Patients with optimal epidural anesthesia along with other benefits, usually experience effective pain relief post-operatively. In our study 12/19 (63%) of the patients had a blockade of about 20 dermatomes or 10 vertebral levels, with significant change in SVR and significantly less average 24-hour pain scores (2.2±1.5) after the bolus administration of bupivacaine (Group I, Table 2). At the same time 7/19 (37%) of the patients had significantly less dermatome blockade and significantly less change in SVR (Group II, Table 2). This patient group had a blockade of about 12 dermatomes or 6 vertebral levels which may explain that although these patients had significantly higher average 24-hour VAS pain scores (3.8±1.7), these scores were within the range of 1.12-3.99, which has characterized post laparotomy patients with functioning epidural anesthesia (17-19). This result may also explain why the overall patient satisfaction did not differ significantly between the two groups. There was no difference between the two groups in the amount of bupivacaine or hydromorphone infused through the epidural catheter in the first 24 hrs post-operatively suggesting that epidural anesthesia in group II might be less optimal but still effective to provide adequate pain relief characterized by low pain scores and high level of patient satisfaction. The above data suggests a limited role of hemodynamic measurements by the ECOM monitor in predicting the effectiveness of epidural anesthesia, though it may be able to predict a more extensive dermatome blockade. The cost might not be comparable to the benefits in post-operative 24 hr pain scores, patient satisfaction or the amount of medications infused through the epidural catheter.
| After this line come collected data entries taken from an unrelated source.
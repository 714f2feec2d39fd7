//! Camera utilities for 3D visualization

use nalgebra::{Point3, Vector3};
use serde::{Deserialize, Serialize};

/// A perspective camera looking at the document cloud
///
/// Holds the lens and pose only; the renderer builds its view and projection
/// from these fields.
#[derive(Debug, Clone, PartialEq)]
pub struct Camera {
    pub position: Point3<f32>,
    pub target: Point3<f32>,
    pub up: Vector3<f32>,
    /// Vertical field of view in radians
    pub fov: f32,
    pub aspect_ratio: f32,
    pub near: f32,
    pub far: f32,
}

impl Camera {
    /// Create a new camera
    pub fn new(
        position: Point3<f32>,
        target: Point3<f32>,
        up: Vector3<f32>,
        fov: f32,
        aspect_ratio: f32,
        near: f32,
        far: f32,
    ) -> Self {
        Self {
            position,
            target,
            up,
            fov,
            aspect_ratio,
            near,
            far,
        }
    }

    /// Distance from the camera to its target
    pub fn distance(&self) -> f32 {
        (self.position - self.target).norm()
    }

    /// Move along the current viewing direction so the target is `distance` away
    pub fn set_distance(&mut self, distance: f32) {
        let offset = self.position - self.target;
        let direction = if offset.norm_squared() > 0.0 {
            offset.normalize()
        } else {
            Vector3::z()
        };
        self.position = self.target + direction * distance;
    }
}

impl Default for Camera {
    fn default() -> Self {
        Self::new(
            Point3::new(0.0, 0.0, 5.0),
            Point3::new(0.0, 0.0, 0.0),
            Vector3::new(0.0, 1.0, 0.0),
            75f32.to_radians(),
            16.0 / 9.0,
            0.1,
            100.0,
        )
    }
}

/// Allowed range of camera distance from the focal point.
///
/// Pointer controls read these bounds when zooming.
#[derive(Debug, Clone, Copy, PartialEq, Serialize, Deserialize)]
pub struct OrbitBounds {
    pub min_distance: f32,
    pub max_distance: f32,
}

impl OrbitBounds {
    pub fn new(min_distance: f32, max_distance: f32) -> Self {
        Self { min_distance, max_distance }
    }

    /// Clamp a requested distance into the bounds
    pub fn clamp(&self, distance: f32) -> f32 {
        distance.max(self.min_distance).min(self.max_distance)
    }

    pub fn contains(&self, distance: f32) -> bool {
        distance >= self.min_distance && distance <= self.max_distance
    }
}
#[cfg(test)]
mod tests {
    use super::*;
    use crate::scene::SceneState;
    use docspace_core::{Centroid, Point3f, NEUTRAL_COLOR};
    use docspace_io::MemoryDatasetSource;
    use std::collections::{HashMap, HashSet};

    /// Serves in-memory datasets after a per-dataset fetch delay
    struct SlowSource {
        inner: MemoryDatasetSource,
        delays: HashMap<String, Duration>,
    }

    impl SlowSource {
        fn new(inner: MemoryDatasetSource) -> Self {
            Self { inner, delays: HashMap::new() }
        }

        fn with_delay(mut self, source_id: &str, millis: u64) -> Self {
            self.delays.insert(source_id.to_string(), Duration::from_millis(millis));
            self
        }
    }

    impl DatasetSource for SlowSource {
        async fn fetch(&self, source_id: &str) -> Result<Vec<DocumentRecord>> {
            if let Some(delay) = self.delays.get(source_id) {
                tokio::time::sleep(*delay).await;
            }
            self.inner.fetch(source_id).await
        }
    }

    fn records(ids: std::ops::Range<u64>) -> Vec<DocumentRecord> {
        ids.map(|id| DocumentRecord::new(id, format!("doc-{}", id), id as f32, (id % 7) as f32, -(id as f32)))
            .collect()
    }

    fn profile(source_id: &str) -> DatasetProfile {
        DatasetProfile {
            source_id: source_id.to_string(),
            ..DatasetProfile::small()
        }
    }

    #[test]
    fn test_build_instances_places_and_colors() {
        let layout = Layout::new(Centroid::origin(), 2.0);
        let records = vec![
            DocumentRecord::new(1, "A", 0.0, 0.0, 0.0),
            DocumentRecord::new(2, "B", 0.0, 3.0, 0.0),
        ];
        let instances = build_instances(&layout, &records);

        assert_eq!(instances[0].position, Point3f::origin());
        assert_eq!(instances[0].color, NEUTRAL_COLOR);
        assert_eq!(instances[1].position, Point3f::new(0.0, 6.0, 0.0));
        assert_eq!(instances[1].color.rgb.to_bytes(), [0, 255, 0]);
        assert_eq!(instances[1].label, "B");
    }

    #[tokio::test(start_paused = true)]
    async fn test_batches_and_ids() {
        for (n, k) in [(1usize, 500usize), (1000, 500), (1001, 500), (37, 10), (9, 3)] {
            let scene = SceneState::shared();
            let streamer = DatasetStreamer::new(scene.clone(), StreamConfig { chunk_size: k, chunk_delay_ms: 5 });
            let source = MemoryDatasetSource::new().with_dataset("d", records(0..n as u64));

            let outcome = streamer.load(&source, &profile("d")).await.unwrap();
            let expected_batches = (n + k - 1) / k;
            assert_eq!(outcome.batches(), expected_batches);
            assert!(matches!(outcome, LoadOutcome::Completed { records, .. } if records == n));

            let scene = scene.borrow();
            assert_eq!(scene.batches_committed(), expected_batches);
            let ids: Vec<u64> = scene.instances().iter().map(|i| i.id).collect();
            assert_eq!(ids.len(), n);
            let unique: HashSet<u64> = ids.iter().copied().collect();
            assert_eq!(unique, (0..n as u64).collect::<HashSet<_>>());
            assert!(!scene.is_loading());
        }
    }

    #[tokio::test(start_paused = true)]
    async fn test_chunks_commit_in_input_order() {
        let scene = SceneState::shared();
        let streamer = DatasetStreamer::new(scene.clone(), StreamConfig { chunk_size: 4, chunk_delay_ms: 10 });
        let source = MemoryDatasetSource::new().with_dataset("d", records(0..18));

        streamer.load(&source, &profile("d")).await.unwrap();
        let ids: Vec<u64> = scene.borrow().instances().iter().map(|i| i.id).collect();
        assert_eq!(ids, (0..18).collect::<Vec<_>>());
    }

    #[tokio::test(start_paused = true)]
    async fn test_centroid_uses_whole_dataset() {
        let scene = SceneState::shared();
        let streamer = DatasetStreamer::new(scene.clone(), StreamConfig { chunk_size: 1, chunk_delay_ms: 1 });
        let data = vec![
            DocumentRecord::new(1, "a", 10.0, 0.0, 0.0),
            DocumentRecord::new(2, "b", -10.0, 0.0, 0.0),
        ];
        let source = MemoryDatasetSource::new().with_dataset("d", data);
        let mut p = profile("d");
        p.scale_factor = 3.0;

        streamer.load(&source, &p).await.unwrap();
        let scene = scene.borrow();
        let instances = scene.instances();
        assert_eq!(instances[0].position, Point3f::new(30.0, 0.0, 0.0));
        assert_eq!(instances[1].position, Point3f::new(-30.0, 0.0, 0.0));
        assert_eq!(instances[0].color, instances[1].color);
        assert_eq!(scene.active().unwrap().layout.centroid, Centroid::origin());
    }

    #[tokio::test(start_paused = true)]
    async fn test_scene_yields_between_chunks() {
        let scene = SceneState::shared();
        let streamer = DatasetStreamer::new(scene.clone(), StreamConfig { chunk_size: 10, chunk_delay_ms: 20 });
        let source = MemoryDatasetSource::new().with_dataset("d", records(0..30));

        let observer = async {
            tokio::time::sleep(Duration::from_millis(10)).await;
            let partial = scene.borrow().instances().len();
            let loading = scene.borrow().is_loading();
            (partial, loading)
        };
        let load_profile = profile("d");
        let (outcome, (partial, loading)) = tokio::join!(streamer.load(&source, &load_profile), observer);

        assert_eq!(outcome.unwrap().batches(), 3);
        assert_eq!(partial, 10);
        assert!(loading);
        assert_eq!(scene.borrow().instances().len(), 30);
    }

    #[tokio::test(start_paused = true)]
    async fn test_empty_dataset_swaps_in() {
        let scene = SceneState::shared();
        let streamer = DatasetStreamer::new(scene.clone(), StreamConfig::default());
        let source = MemoryDatasetSource::new()
            .with_dataset("full", records(0..3))
            .with_dataset("empty", Vec::new());

        streamer.load(&source, &profile("full")).await.unwrap();
        let outcome = streamer.load(&source, &DatasetProfile { source_id: "empty".to_string(), ..DatasetProfile::large() }).await.unwrap();

        assert_eq!(outcome.batches(), 0);
        let scene = scene.borrow();
        assert!(scene.instances().is_empty());
        assert_eq!(scene.active().unwrap().profile.name, "large");
        assert_eq!(scene.camera().far, 1000000.0);
    }

    #[tokio::test(start_paused = true)]
    async fn test_invalid_config_is_rejected_before_loading() {
        let scene = SceneState::shared();
        let streamer = DatasetStreamer::new(scene.clone(), StreamConfig { chunk_size: 0, chunk_delay_ms: 0 });
        let source = MemoryDatasetSource::new().with_dataset("d", records(0..3));

        let err = streamer.load(&source, &profile("d")).await.unwrap_err();
        assert!(matches!(err, Error::Config(_)));
        assert!(!scene.borrow().is_loading());
        assert_eq!(scene.borrow().latest_requested(), Generation::default());
    }

    #[tokio::test(start_paused = true)]
    async fn test_failed_load_lets_running_stream_finish() {
        let scene = SceneState::shared();
        let streamer = DatasetStreamer::new(scene.clone(), StreamConfig { chunk_size: 10, chunk_delay_ms: 16 });
        let source = MemoryDatasetSource::new().with_dataset("d", records(0..100));

        let failing = async {
            tokio::time::sleep(Duration::from_millis(40)).await;
            streamer.load(&source, &profile("missing")).await
        };
        let load_profile = profile("d");
        let (first, second) = tokio::join!(streamer.load(&source, &load_profile), failing);

        assert!(matches!(first.unwrap(), LoadOutcome::Completed { records: 100, batches: 10, .. }));
        assert!(matches!(second, Err(Error::Fetch { .. })));

        let scene = scene.borrow();
        let ids: Vec<u64> = scene.instances().iter().map(|i| i.id).collect();
        assert_eq!(ids, (0..100).collect::<Vec<_>>());
        assert!(!scene.is_loading());
        assert!(scene.last_error().unwrap().contains("missing"));
    }

    #[tokio::test(start_paused = true)]
    async fn test_load_superseded_while_fetching() {
        let scene = SceneState::shared();
        let streamer = DatasetStreamer::new(scene.clone(), StreamConfig { chunk_size: 10, chunk_delay_ms: 16 });
        let source = SlowSource::new(
            MemoryDatasetSource::new()
                .with_dataset("slow", records(0..50))
                .with_dataset("fast", records(100..105)),
        )
        .with_delay("slow", 100);

        let newer = async {
            tokio::time::sleep(Duration::from_millis(10)).await;
            streamer.load(&source, &profile("fast")).await
        };
        let load_profile = profile("slow");
        let (older, newer) = tokio::join!(streamer.load(&source, &load_profile), newer);

        let older = older.unwrap();
        let newer = newer.unwrap();
        assert!(matches!(older, LoadOutcome::Superseded { batches: 0, .. }));
        assert!(matches!(newer, LoadOutcome::Completed { records: 5, batches: 1, .. }));

        let scene = scene.borrow();
        let ids: Vec<u64> = scene.instances().iter().map(|i| i.id).collect();
        assert_eq!(ids, (100..105).collect::<Vec<_>>());
        assert_eq!(scene.active_generation(), Some(newer.generation()));
        assert!(!scene.is_loading());
    }

    #[tokio::test(start_paused = true)]
    async fn test_stale_fetch_failure_is_silent() {
        let scene = SceneState::shared();
        let streamer = DatasetStreamer::new(scene.clone(), StreamConfig::default());
        let source = SlowSource::new(MemoryDatasetSource::new().with_dataset("fast", records(0..5)))
            .with_delay("broken", 100);

        let newer = async {
            tokio::time::sleep(Duration::from_millis(10)).await;
            streamer.load(&source, &profile("fast")).await
        };
        let load_profile = profile("broken");
        let (older, newer) = tokio::join!(streamer.load(&source, &load_profile), newer);

        assert!(matches!(older.unwrap(), LoadOutcome::Superseded { batches: 0, .. }));
        assert!(matches!(newer.unwrap(), LoadOutcome::Completed { records: 5, .. }));
        let scene = scene.borrow();
        assert!(scene.last_error().is_none());
        assert_eq!(scene.instances().len(), 5);
        assert!(!scene.is_loading());
    }
}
This pilot study suggests that significant SVR change after starting epidural anesthesia may identify significantly higher dermatome blockade and reduced pain scores but it is not an absolute requirement for effective post-operative pain relief. Patients without significant SVR change may also have effective dermatome level with relatively low pain scores, high patient satisfaction and requirement of the same amount of pain medications.